§ Source information
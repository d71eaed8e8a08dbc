//! Tor integration for Parley.
//!
//! Inbound traffic arrives through an ephemeral v3 onion service registered
//! over the ControlPort; outbound requests go through Tor's SOCKS5 proxy with
//! remote name resolution. There is no clearnet fallback in onion mode.

mod controller;
mod onion;
mod service;

pub use controller::{ProtocolInfo, TorAuth, TorController};
pub use onion::OnionAddress;
pub use service::OnionService;

use crate::config::TorConfig;
use crate::error::{Error, Result};
use std::time::Duration;

/// Default SOCKS5 proxy port for Tor.
pub const DEFAULT_SOCKS_PORT: u16 = 9050;

/// Default control port for Tor.
pub const DEFAULT_CONTROL_PORT: u16 = 9051;

/// Port exposed on the onion address.
pub const ONION_VIRTUAL_PORT: u16 = 80;

/// Bound on waiting for Tor circuits and onion registration (seconds).
pub const CIRCUIT_TIMEOUT_SECS: u64 = 120;

/// Build an HTTP client that routes every request through Tor.
///
/// `socks5h` leaves `.onion` resolution to Tor. Random SOCKS credentials
/// give this client its own circuit (`IsolateSOCKSAuth`).
pub fn proxied_client(config: &TorConfig, send_timeout: Duration) -> Result<reqwest::Client> {
    let proxy = reqwest::Proxy::all(format!("socks5h://{}", config.socks_addr))
        .map_err(|e| Error::Tor(format!("invalid SOCKS proxy: {}", e)))?
        .basic_auth(&crate::crypto::random_token(16), &crate::crypto::random_token(16));

    reqwest::Client::builder()
        .proxy(proxy)
        .timeout(send_timeout)
        .build()
        .map_err(|e| Error::Tor(format!("failed to build client: {}", e)))
}

/// Build an HTTP client for direct connections (local testing only).
pub fn direct_client(send_timeout: Duration) -> Result<reqwest::Client> {
    reqwest::Client::builder()
        .no_proxy()
        .timeout(send_timeout)
        .build()
        .map_err(|e| Error::Io(format!("failed to build client: {}", e)))
}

§ What you will do
Using the material above, output each line exactly as it appears.

§ Task result
repository d71eaed8e8a08dbc
//! Tor integration for Parley.
//!
//! Inbound traffic arrives through an ephemeral v3 onion service registered
//! over the ControlPort; outbound requests go through Tor's SOCKS5 proxy with
//! remote name resolution. There is no clearnet fallback in onion mode.

mod controller;
mod onion;
mod service;

pub use controller::{ProtocolInfo, TorAuth, TorController};
pub use onion::OnionAddress;
pub use service::OnionService;

use crate::config::TorConfig;
use crate::error::{Error, Result};
use std::time::Duration;

/// Default SOCKS5 proxy port for Tor.
pub const DEFAULT_SOCKS_PORT: u16 = 9050;

/// Default control port for Tor.
pub const DEFAULT_CONTROL_PORT: u16 = 9051;

/// Port exposed on the onion address.
pub const ONION_VIRTUAL_PORT: u16 = 80;

/// Bound on waiting for Tor circuits and onion registration (seconds).
pub const CIRCUIT_TIMEOUT_SECS: u64 = 120;

/// Build an HTTP client that routes every request through Tor.
///
/// `socks5h` leaves `.onion` resolution to Tor. Random SOCKS credentials
/// give this client its own circuit (`IsolateSOCKSAuth`).
pub fn proxied_client(config: &TorConfig, send_timeout: Duration) -> Result<reqwest::Client> {
    let proxy = reqwest::Proxy::all(format!("socks5h://{}", config.socks_addr))
        .map_err(|e| Error::Tor(format!("invalid SOCKS proxy: {}", e)))?
        .basic_auth(&crate::crypto::random_token(16), &crate::crypto::random_token(16));

    reqwest::Client::builder()
        .proxy(proxy)
        .timeout(send_timeout)
        .build()
        .map_err(|e| Error::Tor(format!("failed to build client: {}", e)))
}

/// Build an HTTP client for direct connections (local testing only).
pub fn direct_client(send_timeout: Duration) -> Result<reqwest::Client> {
    reqwest::Client::builder()
        .no_proxy()
        .timeout(send_timeout)
        .build()
        .map_err(|e| Error::Io(format!("failed to build client: {}", e)))
}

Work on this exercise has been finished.